Provided records >>
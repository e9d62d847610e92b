// SPDX-FileCopyrightText: 2026 Mashwar Contributors
// SPDX-License-Identifier: MIT OR Apache-2.0

//! Shared helpers for dispatcher and gateway tests.

mod fixtures;
mod mock_channel;

pub use fixtures::{sample_booking, sample_submission};
pub use mock_channel::MockChannel;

Requirement >> The line containing "and gateway tests." marks the start. Repeat it and every line after it to the end of the listing above, exactly.

Response for this exercise >>
//! Shared helpers for dispatcher and gateway tests.

mod fixtures;
mod mock_channel;

pub use fixtures::{sample_booking, sample_submission};
pub use mock_channel::MockChannel;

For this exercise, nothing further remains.